- Dataset
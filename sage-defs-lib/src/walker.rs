//! Recursive walk over a game's definition tree.
//!
//! Every definition file under a root is parsed and merged into an
//! [`AssetTypeGraph`]. Within a directory, subdirectories are walked first
//! (fully, depth-first) and the directory's own files after them. Siblings
//! are visited in file-name order, so when two files of the same tree
//! declare the same id, the later file name wins.
//!
//! An inherited walk goes over a base game's tree but skips every base file
//! that the derived game overrides with a same-named file at the same
//! relative location. Overrides replace the whole file; nothing is merged
//! field by field.

use std::path::{Path, PathBuf};

use sage_defs_core::{DefinitionLoader, is_definition_file};

use crate::error::LoadError;
use crate::graph::AssetTypeGraph;

/// Counters for one walk.
#[derive(Debug, Clone, Copy, Default, PartialEq, Eq)]
pub struct WalkStats {
    /// Definition files parsed and merged.
    pub files_loaded: usize,
    /// Base files skipped because the derived tree overrides them.
    pub files_shadowed: usize,
    /// Records merged into the graph, counting replacements.
    pub records_merged: usize,
}

/// Walks definition trees, feeding parsed records into a graph.
///
/// `status` is called with the file name (no directory) just before each
/// file is parsed. Its return value is not acted on.
pub struct DefinitionTreeWalker<'a> {
    loader: &'a dyn DefinitionLoader,
    status: &'a mut dyn FnMut(&str) -> bool,
}

impl<'a> DefinitionTreeWalker<'a> {
    pub fn new(loader: &'a dyn DefinitionLoader, status: &'a mut dyn FnMut(&str) -> bool) -> Self {
        Self { loader, status }
    }

    /// Merge every definition file under `root`.
    ///
    /// A missing root contributes nothing. The first file that fails to
    /// load aborts the walk.
    pub fn walk(&mut self, root: &Path, graph: &mut AssetTypeGraph) -> Result<WalkStats, LoadError> {
        self.walk_tree(root, None, graph)
    }

    /// Merge the definition files under `base_root` that `derived_root`
    /// does not override.
    pub fn walk_inherited(
        &mut self,
        base_root: &Path,
        derived_root: &Path,
        graph: &mut AssetTypeGraph,
    ) -> Result<WalkStats, LoadError> {
        self.walk_tree(base_root, Some(derived_root), graph)
    }

    fn walk_tree(
        &mut self,
        root: &Path,
        shadow_root: Option<&Path>,
        graph: &mut AssetTypeGraph,
    ) -> Result<WalkStats, LoadError> {
        let mut stats = WalkStats::default();
        if !root.exists() {
            log::debug!("definition root {} does not exist", root.display());
            return Ok(stats);
        }
        if !root.is_dir() {
            return Err(LoadError::NotADirectory(root.display().to_string()));
        }
        self.visit(root, Path::new(""), shadow_root, graph, &mut stats)?;
        Ok(stats)
    }

    fn visit(
        &mut self,
        dir: &Path,
        relative: &Path,
        shadow_root: Option<&Path>,
        graph: &mut AssetTypeGraph,
        stats: &mut WalkStats,
    ) -> Result<(), LoadError> {
        let (subdirs, files) = list_sorted(dir)?;

        for subdir in &subdirs {
            let Some(name) = subdir.file_name() else {
                continue;
            };
            self.visit(subdir, &relative.join(name), shadow_root, graph, stats)?;
        }

        for file in files.iter().filter(|p| is_definition_file(p)) {
            let Some(name) = file.file_name() else {
                continue;
            };

            if let Some(shadow_root) = shadow_root {
                let shadow = shadow_root.join(relative).join(name);
                if shadow.is_file() {
                    log::debug!(
                        "skipping {}: overridden by {}",
                        file.display(),
                        shadow.display()
                    );
                    stats.files_shadowed += 1;
                    continue;
                }
            }

            (self.status)(&*name.to_string_lossy());
            log::debug!("loading {}", file.display());
            let records = self
                .loader
                .load(file)
                .map_err(|source| LoadError::definition(file, source))?;
            stats.records_merged += graph.merge(records);
            stats.files_loaded += 1;
        }

        Ok(())
    }
}

/// List a directory, split into (subdirectories, files), each sorted by name.
fn list_sorted(dir: &Path) -> Result<(Vec<PathBuf>, Vec<PathBuf>), LoadError> {
    let mut entries: Vec<PathBuf> = std::fs::read_dir(dir)
        .map_err(|e| LoadError::io(dir, e))?
        .flatten()
        .map(|e| e.path())
        .collect();
    entries.sort();
    Ok(entries.into_iter().partition(|p| p.is_dir()))
}

#[cfg(test)]
#[path = "tests/walker_tests.rs"]
mod tests;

- Exercise details
Return all lines in the entries above that carry the word "parsed".

- Answer to the exercise
//! Every definition file under a root is parsed and merged into an
    /// Definition files parsed and merged.
/// Walks definition trees, feeding parsed records into a graph.
/// file is parsed. Its return value is not acted on.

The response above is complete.